The writer devotes the first part Gardens of Time Past to her childhood and girlhood, to that velvet world of the Egyptian aristocracy in the early years of the last century, to Shubra and Zamalek palaces and the nuns’ schools. When Gulpery reached eighteen years and according to the traditions performed at the time was introduced to Her Majesty Queen Nazli, while she also met King Farouk of Egypt on different occasions. The writer draws enchanting scenes of the parties of aristocracy, its extravagance and manners in a detailed and accurate way. She was raised along with her sister Injy by their mother who was separated from her father who was also her cousin. She was attracted to poetry while Injy was drawn to painting and at the same time she joined the underground Communist Party. It is a well known historic fact that a number of the sons and daughters of the Egyptian aristocracy founded and participated in leftist organisations in the forties of the last century; making huge sacrifices, presenting a rare example for commitment to political action and struggle and believing in ideas that in the least it meant that they went in separate ways from the class within which they were brought up.
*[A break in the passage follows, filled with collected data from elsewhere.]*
//! The Sink composition root (§4.10): tree root, terminates end-to-end
//! AEAD, never has an uplink.

use std::collections::HashMap;
use std::sync::Arc;
use std::time::{SystemTime, UNIX_EPOCH};

use canopy_protocol::crypto::identity::NodeCredentials;
use canopy_protocol::crypto::{aead_decrypt, EndToEndKey};
use canopy_protocol::heartbeat::{HeartbeatBlockedSet, HeartbeatProducer};
use canopy_protocol::linkmgr::LinkManager;
use canopy_protocol::packet::{MsgType, Nid, Packet};
use canopy_protocol::router::RouterDaemon;
use canopy_protocol::transport::PortId;
use canopy_protocol::{Config, E2eChannelHub};
use parking_lot::Mutex;
use tokio::sync::watch;
use tracing::{info, warn};

use crate::dispatch::install_dispatcher;
use crate::mesh::LoopbackTransport;

/// One plaintext message recovered from a Node's end-to-end DATA frame.
#[derive(Debug, Clone)]
pub struct InboxEntry {
    pub timestamp_secs: u64,
    pub source_nid: Nid,
    pub plaintext: Vec<u8>,
}

/// Composes the heartbeat producer, router daemon, link manager
/// (downlinks only), the end-to-end key hub, and the in-memory inbox.
pub struct SinkDevice {
    nid: Nid,
    config: Arc<Config>,
    router: Arc<RouterDaemon>,
    linkmgr: Arc<LinkManager>,
    heartbeat_producer: Arc<HeartbeatProducer>,
    blocked: Arc<HeartbeatBlockedSet>,
    e2e_hub: Arc<E2eChannelHub>,
    e2e_keys: Mutex<HashMap<Nid, EndToEndKey>>,
    inbox: Mutex<Vec<InboxEntry>>,
    shutdown_tx: watch::Sender<bool>,
}

impl SinkDevice {
    /// Wires a Sink onto the given transport. `credentials.is_sink` must be
    /// `true`; `ca_der` is the trusted CA certificate (see
    /// `canopy_protocol::crypto::identity::read_ca_certificate`) used to
    /// validate every peer that authenticates against this device.
    pub fn new(
        credentials: NodeCredentials,
        ca_der: Vec<u8>,
        config: Config,
        transport: Arc<LoopbackTransport>,
    ) -> Arc<Self> {
        let nid = credentials.nid;
        let credentials = Arc::new(credentials);
        let config = Arc::new(config);

        let dyn_transport: Arc<dyn canopy_protocol::transport::LinkTransport> = transport.clone();
        let router = Arc::new(RouterDaemon::new(nid, true, config.clone(), dyn_transport.clone()));
        let linkmgr = Arc::new(LinkManager::new(
            nid,
            true,
            config.clone(),
            dyn_transport,
            router.clone(),
            credentials.clone(),
            ca_der.clone(),
        ));
        let e2e_hub = E2eChannelHub::new(router.clone(), nid);
        let heartbeat_producer = Arc::new(HeartbeatProducer::new(nid, credentials.signing_key.clone()));
        let blocked = Arc::new(HeartbeatBlockedSet::new());
        let (shutdown_tx, _shutdown_rx) = watch::channel(false);

        let sink = Arc::new(Self {
            nid,
            config,
            router: router.clone(),
            linkmgr: linkmgr.clone(),
            heartbeat_producer,
            blocked,
            e2e_hub: e2e_hub.clone(),
            e2e_keys: Mutex::new(HashMap::new()),
            inbox: Mutex::new(Vec::new()),
            shutdown_tx,
        });

        install_dispatcher(&transport, &linkmgr, &router);
        {
            let linkmgr = linkmgr.clone();
            let sink_for_downlink = sink.clone();
            transport.set_connection_handler(Arc::new(move |port: PortId| {
                let linkmgr = linkmgr.clone();
                let sink_for_downlink = sink_for_downlink.clone();
                tokio::spawn(async move {
                    match linkmgr.accept_downlink(port).await {
                        Ok(outcome) => {
                            if let Some(key) = outcome.end_to_end_key {
                                sink_for_downlink.e2e_keys.lock().insert(outcome.peer_nid, key);
                                info!(target: "canopy::router", peer = %outcome.peer_nid, "end-to-end key established with adjacent node");
                            }
                        }
                        Err(e) => {
                            warn!(target: "canopy::linkmgr", error = %e, "downlink authentication failed");
                        }
                    }
                });
            }));
        }

        let sink_for_e2e = sink.clone();
        e2e_hub.set_on_established(Arc::new(move |peer_nid, outcome| {
            if let Some(key) = outcome.end_to_end_key {
                sink_for_e2e.e2e_keys.lock().insert(peer_nid, key);
                info!(target: "canopy::router", peer = %peer_nid, "end-to-end key established with distant node");
            }
        }));
        e2e_hub.spawn_responder_acceptor(credentials, Arc::new(ca_der), sink.config.auth_timeout);

        let sink_for_handler = sink.clone();
        router.register_local_handler(
            MsgType::Data,
            Arc::new(move |packet: &Packet, _port: &PortId| sink_for_handler.deliver_local_data(packet)),
        );

        sink
    }

    pub fn nid(&self) -> Nid {
        self.nid
    }

    pub fn router(&self) -> &Arc<RouterDaemon> {
        &self.router
    }

    pub fn link_manager(&self) -> &Arc<LinkManager> {
        &self.linkmgr
    }

    fn deliver_local_data(&self, packet: &Packet) -> bool {
        let Some(key) = self.e2e_keys.lock().get(&packet.source).cloned() else {
            warn!(target: "canopy::router", source = %packet.source, "no end-to-end key for source, dropping DATA");
            return false;
        };
        let Ok(plaintext) = aead_decrypt(&key, &packet.payload) else {
            warn!(target: "canopy::router", source = %packet.source, "end-to-end AEAD decryption failed");
            return false;
        };
        self.inbox.lock().push(InboxEntry {
            timestamp_secs: now_secs(),
            source_nid: packet.source,
            plaintext,
        });
        true
    }

    /// Returns a snapshot of all plaintext messages received so far.
    pub fn inbox(&self) -> Vec<InboxEntry> {
        self.inbox.lock().clone()
    }

    /// Debug/control surface (§4.10, §6): simulate a dead downlink by
    /// suppressing the heartbeat flood toward `nid`.
    pub fn block_heartbeat(&self, nid: Nid) {
        self.blocked.block(nid);
    }

    pub fn unblock_heartbeat(&self, nid: Nid) {
        self.blocked.unblock(nid);
    }

    pub fn blocked_heartbeats(&self) -> std::collections::HashSet<Nid> {
        self.blocked.snapshot()
    }

    /// Starts the periodic heartbeat broadcast loop. Runs until
    /// [`SinkDevice::shutdown`] is called.
    pub fn spawn_heartbeat_loop(self: &Arc<Self>) -> tokio::task::JoinHandle<()> {
        let sink = self.clone();
        let interval = self.config.heartbeat_interval;
        let shutdown_rx = self.shutdown_tx.subscribe();
        tokio::spawn(async move {
            canopy_protocol::heartbeat::run_producer_loop(
                sink.heartbeat_producer.clone(),
                interval,
                shutdown_rx,
                move |sequence, payload| {
                    let sink = sink.clone();
                    tokio::spawn(async move {
                        let exclude = sink.excluded_downlink_ports();
                        if let Err(e) = sink.router.originate_heartbeat(sequence, payload, &exclude).await {
                            warn!(target: "canopy::heartbeat", error = %e, "heartbeat broadcast failed");
                        }
                    });
                },
            )
            .await;
        })
    }

    fn excluded_downlink_ports(&self) -> Vec<PortId> {
        let blocked = self.blocked.snapshot();
        self.linkmgr
            .downlinks_snapshot()
            .into_iter()
            .filter(|rec| blocked.contains(&rec.peer_nid))
            .map(|rec| rec.port)
            .collect()
    }

    pub fn shutdown(&self) {
        let _ = self.shutdown_tx.send(true);
    }
}

fn now_secs() -> u64 {
    SystemTime::now().duration_since(UNIX_EPOCH).unwrap_or_default().as_secs()
}
//! Link manager (§4.9): maintains exactly one uplink and a set of
//! downlinks, drives authentication on every newly connected port,
//! stores per-port session keys (via the router daemon), and cascades
//! disconnect on uplink loss. Lazy uplink selection means a functioning
//! uplink is never abandoned for a better-looking neighbour; only loss
//! of the current uplink triggers reselection.

use std::collections::HashMap;
use std::sync::Arc;
use std::time::{Duration, Instant};

use async_trait::async_trait;
use parking_lot::RwLock;
use thiserror::Error;
use tokio::sync::mpsc;
use tracing::{info, warn};

use crate::config::Config;
use crate::crypto::identity::NodeCredentials;
use crate::handshake::{client::run_initiator, server::run_responder, AuthChannel, AuthError, HandshakeOutcome};
use crate::messages::AuthEnvelope;
use crate::packet::{MsgType, Nid, Packet};
use crate::router::RouterDaemon;
use crate::transport::{
    DeviceType, LinkTransport, Neighbour, PortId, TransportError, HOP_NO_UPLINK, HOP_PERIPHERAL_ONLY,
};

#[derive(Debug, Error, Clone)]
pub enum LinkError {
    #[error("authentication failed: {0}")]
    Auth(#[from] AuthError),
    #[error("transport error: {0}")]
    Transport(#[from] TransportError),
    #[error("no viable uplink candidate found")]
    NoUplinkCandidate,
}

/// One established link's bookkeeping, per spec.md §3's
/// "Link-Manager state" (the session key itself lives in the router's
/// per-port map, not duplicated here).
#[derive(Debug, Clone)]
pub struct LinkRecord {
    pub peer_nid: Nid,
    pub port: PortId,
    pub authenticated: bool,
    /// Meaningful for the uplink only; downlinks carry the sentinel 0.
    pub hop_count: i16,
}

/// Candidates that recently failed authentication or connection are held
/// back from reselection for this long, so a flaky neighbour doesn't
/// dominate every scan cycle.
const COOLDOWN: Duration = Duration::from_secs(30);

/// Feeds AUTH_REQUEST/AUTH_RESPONSE payloads from the transport's inbound
/// callback to whichever [`ControlChannel`] is waiting on that port. The
/// composition root's dispatcher calls [`LinkManager::handle_inbound_control`]
/// for those two message types; everything else goes to the router.
pub struct ControlChannel {
    transport: Arc<dyn LinkTransport>,
    port: PortId,
    self_nid: Nid,
    sequence: std::sync::atomic::AtomicU32,
    rx: mpsc::UnboundedReceiver<Vec<u8>>,
}

#[async_trait]
impl AuthChannel for ControlChannel {
    async fn send(&mut self, envelope: AuthEnvelope) -> Result<(), AuthError> {
        let msg_type = match envelope {
            AuthEnvelope::Reply { .. } => MsgType::AuthResponse,
            AuthEnvelope::Open { .. } | AuthEnvelope::Finish { .. } => MsgType::AuthRequest,
        };
        let payload = serde_cbor::to_vec(&envelope).map_err(|e| AuthError::Channel(e.to_string()))?;
        let sequence = self.sequence.fetch_add(1, std::sync::atomic::Ordering::Relaxed);
        // Pre-session: no link key exists yet to MAC this frame under.
        // Authenticity for the handshake comes entirely from the ECDSA
        // signatures embedded in the envelope, not this header's MAC
        // (see DESIGN.md for the resolved ambiguity).
        let mut packet = Packet::new(self.self_nid, Nid([0u8; 16]), msg_type, 1, sequence, payload);
        packet.mac = [0u8; 32];
        let bytes = packet.encode().map_err(|e| AuthError::Channel(e.to_string()))?;
        self.transport
            .send(&self.port, bytes)
            .await
            .map_err(|e| AuthError::Channel(e.to_string()))
    }

    async fn recv(&mut self) -> Result<AuthEnvelope, AuthError> {
        let raw = self
            .rx
            .recv()
            .await
            .ok_or_else(|| AuthError::Channel("control channel closed".into()))?;
        let packet = Packet::decode(&raw).map_err(|e| AuthError::Channel(e.to_string()))?;
        serde_cbor::from_slice(&packet.payload).map_err(|e| AuthError::Channel(e.to_string()))
    }
}

/// Owns the uplink slot and the downlink set for one device.
pub struct LinkManager {
    self_nid: Nid,
    is_sink: bool,
    config: Arc<Config>,
    transport: Arc<dyn LinkTransport>,
    router: Arc<RouterDaemon>,
    credentials: Arc<NodeCredentials>,
    ca_der: Vec<u8>,
    uplink: RwLock<Option<LinkRecord>>,
    downlinks: RwLock<HashMap<PortId, LinkRecord>>,
    cooldown: RwLock<HashMap<String, Instant>>,
    pending_channels: RwLock<HashMap<PortId, mpsc::UnboundedSender<Vec<u8>>>>,
}

impl LinkManager {
    pub fn new(
        self_nid: Nid,
        is_sink: bool,
        config: Arc<Config>,
        transport: Arc<dyn LinkTransport>,
        router: Arc<RouterDaemon>,
        credentials: Arc<NodeCredentials>,
        ca_der: Vec<u8>,
    ) -> Self {
        Self {
            self_nid,
            is_sink,
            config,
            transport,
            router,
            credentials,
            ca_der,
            uplink: RwLock::new(None),
            downlinks: RwLock::new(HashMap::new()),
            cooldown: RwLock::new(HashMap::new()),
            pending_channels: RwLock::new(HashMap::new()),
        }
    }

    /// Derived hop count (glossary): -1 for the Sink, uplink.hop+1 for a
    /// connected Node, 255 (no-uplink sentinel) when disconnected.
    pub fn hop_count(&self) -> i16 {
        if self.is_sink {
            return crate::transport::HOP_SINK;
        }
        match &*self.uplink.read() {
            Some(rec) => rec.hop_count,
            None => HOP_NO_UPLINK,
        }
    }

    pub fn uplink_snapshot(&self) -> Option<LinkRecord> {
        self.uplink.read().clone()
    }

    pub fn downlinks_snapshot(&self) -> Vec<LinkRecord> {
        self.downlinks.read().values().cloned().collect()
    }

    fn open_control_channel(&self, port: PortId) -> ControlChannel {
        let (tx, rx) = mpsc::unbounded_channel();
        self.pending_channels.write().insert(port.clone(), tx);
        ControlChannel {
            transport: self.transport.clone(),
            port,
            self_nid: self.self_nid,
            sequence: std::sync::atomic::AtomicU32::new(0),
            rx,
        }
    }

    fn close_control_channel(&self, port: &PortId) {
        self.pending_channels.write().remove(port);
    }

    /// Feeds a raw AUTH_REQUEST/AUTH_RESPONSE frame received on `port` to
    /// whichever handshake is currently waiting on it. Called by the
    /// composition root's inbound dispatcher; frames arriving with no
    /// pending handshake are silently dropped (no handshake expects them).
    pub fn handle_inbound_control(&self, port: PortId, bytes: Vec<u8>) {
        if let Some(tx) = self.pending_channels.read().get(&port) {
            let _ = tx.send(bytes);
        }
    }

    fn is_cooled_down(&self, address: &str) -> bool {
        match self.cooldown.read().get(address) {
            Some(at) => at.elapsed() < COOLDOWN,
            None => false,
        }
    }

    fn rank_candidates(&self, mut neighbours: Vec<Neighbour>) -> Vec<Neighbour> {
        neighbours.retain(|n| {
            n.advertised_hop < HOP_PERIPHERAL_ONLY
                && n.device_type != DeviceType::PeripheralOnly
                && !self.is_cooled_down(&n.address)
        });
        neighbours.sort_by(|a, b| {
            a.advertised_hop
                .cmp(&b.advertised_hop)
                .then(b.rssi.cmp(&a.rssi))
        });
        neighbours
    }

    /// Lazy uplink (re)selection (§4.9 steps 1-5). Scans, ranks, connects
    /// to and authenticates against candidates in order until one
    /// succeeds. Returns the winning handshake outcome so the caller
    /// (the Node composition root) can capture the end-to-end key when
    /// the peer turns out to be the Sink.
    pub async fn select_uplink(&self) -> Result<HandshakeOutcome, LinkError> {
        if self.is_sink {
            return Err(LinkError::NoUplinkCandidate);
        }
        let neighbours = self.transport.scan(self.config.scan_timeout).await?;
        let ranked = self.rank_candidates(neighbours);

        for candidate in ranked {
            match self.try_connect_uplink(&candidate).await {
                Ok(outcome) => return Ok(outcome),
                Err(e) => {
                    warn!(target: "canopy::linkmgr", address = %candidate.address, error = %e, "uplink candidate failed");
                    self.cooldown.write().insert(candidate.address.clone(), Instant::now());
                }
            }
        }
        Err(LinkError::NoUplinkCandidate)
    }

    async fn try_connect_uplink(&self, candidate: &Neighbour) -> Result<HandshakeOutcome, LinkError> {
        let port = self.transport.connect(&candidate.address).await?;
        let mut channel = self.open_control_channel(port.clone());
        let result = run_initiator(&self.credentials, &self.ca_der, &mut channel, self.config.auth_timeout, true).await;
        self.close_control_channel(&port);

        match result {
            Ok(outcome) => {
                let hop_count = candidate.advertised_hop.saturating_add(1);
                self.router.set_session_key(port.clone(), outcome.peer_nid, outcome.session_keys.clone());
                self.router.set_default_route(Some(port.clone()));
                *self.uplink.write() = Some(LinkRecord {
                    peer_nid: outcome.peer_nid,
                    port: port.clone(),
                    authenticated: true,
                    hop_count,
                });
                self.transport.update_advertisement(hop_count).await.ok();
                info!(target: "canopy::linkmgr", peer = %outcome.peer_nid, hop_count, "uplink established");
                Ok(outcome)
            }
            Err(e) => {
                self.transport.disconnect(&port).await.ok();
                Err(LinkError::Auth(e))
            }
        }
    }

    /// Runs the responder role against a peer that just connected to us
    /// (we are its uplink). Every accepted link — uplink or downlink —
    /// gets full mutual authentication (§9).
    pub async fn accept_downlink(&self, port: PortId) -> Result<HandshakeOutcome, LinkError> {
        let mut channel = self.open_control_channel(port.clone());
        let derive_e2e = self.is_sink;
        let result = run_responder(&self.credentials, &self.ca_der, &mut channel, self.config.auth_timeout, derive_e2e).await;
        self.close_control_channel(&port);

        match result {
            Ok(outcome) => {
                self.router.set_session_key(port.clone(), outcome.peer_nid, outcome.session_keys.clone());
                self.downlinks.write().insert(
                    port.clone(),
                    LinkRecord {
                        peer_nid: outcome.peer_nid,
                        port,
                        authenticated: true,
                        hop_count: 0,
                    },
                );
                info!(target: "canopy::linkmgr", peer = %outcome.peer_nid, "downlink accepted");
                Ok(outcome)
            }
            Err(e) => {
                self.transport.disconnect(&port).await.ok();
                Err(LinkError::Auth(e))
            }
        }
    }

    /// Heartbeat watchdog fired (§4.7): mark no-uplink, tear down the
    /// uplink port, and cascade-disconnect every downlink so they
    /// independently rediscover their own uplink loss.
    pub async fn handle_uplink_dead(&self) {
        let old_uplink = self.uplink.write().take();
        if let Some(rec) = old_uplink {
            warn!(target: "canopy::linkmgr", peer = %rec.peer_nid, "uplink declared dead");
            self.router.clear_session_key(&rec.port);
            self.router.set_default_route(None);
            let _ = self.transport.disconnect(&rec.port).await;
        }
        let _ = self.transport.update_advertisement(HOP_NO_UPLINK).await;

        let downlink_ports: Vec<PortId> = self.downlinks.write().drain().map(|(p, _)| p).collect();
        for port in downlink_ports {
            self.router.clear_session_key(&port);
            let _ = self.transport.disconnect(&port).await;
        }
    }

    /// Evicts a downlink that the transport reported as disconnected
    /// (link-level transport error reclassified by the caller, §7).
    pub fn evict_downlink(&self, port: &PortId) {
        if self.downlinks.write().remove(port).is_some() {
            self.router.clear_session_key(port);
        }
    }
}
As for the second part The Prison’s Journey, it is the longest part in which she narrates her journey with Ismail Sabri Abdallah whom she met and married in Paris immediately. Gulpery wasn’t interested in politics and after her poetry collection was published; her interest was focused on European literature and poetry. She remained speaking broken Arabic. All that was important, she loved Ismail, felt safe with him and believed in him as a human being.

Anyway, they lived for a few years in sheer happiness where he worked as an academic professor then President Gamal Abdel-Nasser appointed him as his economic adviser but after a few days was arrested and imprisoned. Since that day, Ismail became a regular guest in the Nasserite prisons. He was followed by his sister-in-law and her husband in imprisonment and the same accusation were leveled against them. Gulpery, the aristocratic lady, whose Arabic vocabulary wasn’t useful, what she belonged to and her ideas didn’t help her to face such a catastrophe. Frequenting lawyers, visiting prisons, asking the assistance of human rights organisations, writing petitions, collecting donations and attending court sessions all these were unbearable and beyond the limits of imagination. However, in all this she was engaged and also acted formidably.

Perhaps this is the most significant part, for being indeed magical; where she was obliged to mingle with ordinary people, obliged to be engaged in real life, especially that her husband was imprisoned several times and once for a five years period from 1959 to 1964 within a comprehensive campaign that included several hundreds of communists who were detained in Al-Wahat Prison and were subjected to horrific torture to the extent that sometimes some of them were killed as a result.

The third part: From One Death to Another includes her life with Ismail after his release and due to his proficiency he was appointed in many academic and economic positions even President Anwar Al-Sadat chose him to be the Minister of Planning and Economic Affairs during the whole decade of the seventies. She stops her memoirs at a decisive moment when her husband was imprisoned once again in the famous September 1981 arrests while she was in Paris for a medical trip. She was obliged to return immediately to start the same previous confrontations with the authorities with the aim of releasing him… The memoirs precisely stop the night before Ismail’s release.

Finally, Gulpery wrote her memoirs in French, though wasn’t published, while the Arabic translation was issued recently. However, she wasn’t able to see it for she has passed away in January 2011 a few days before the revolution.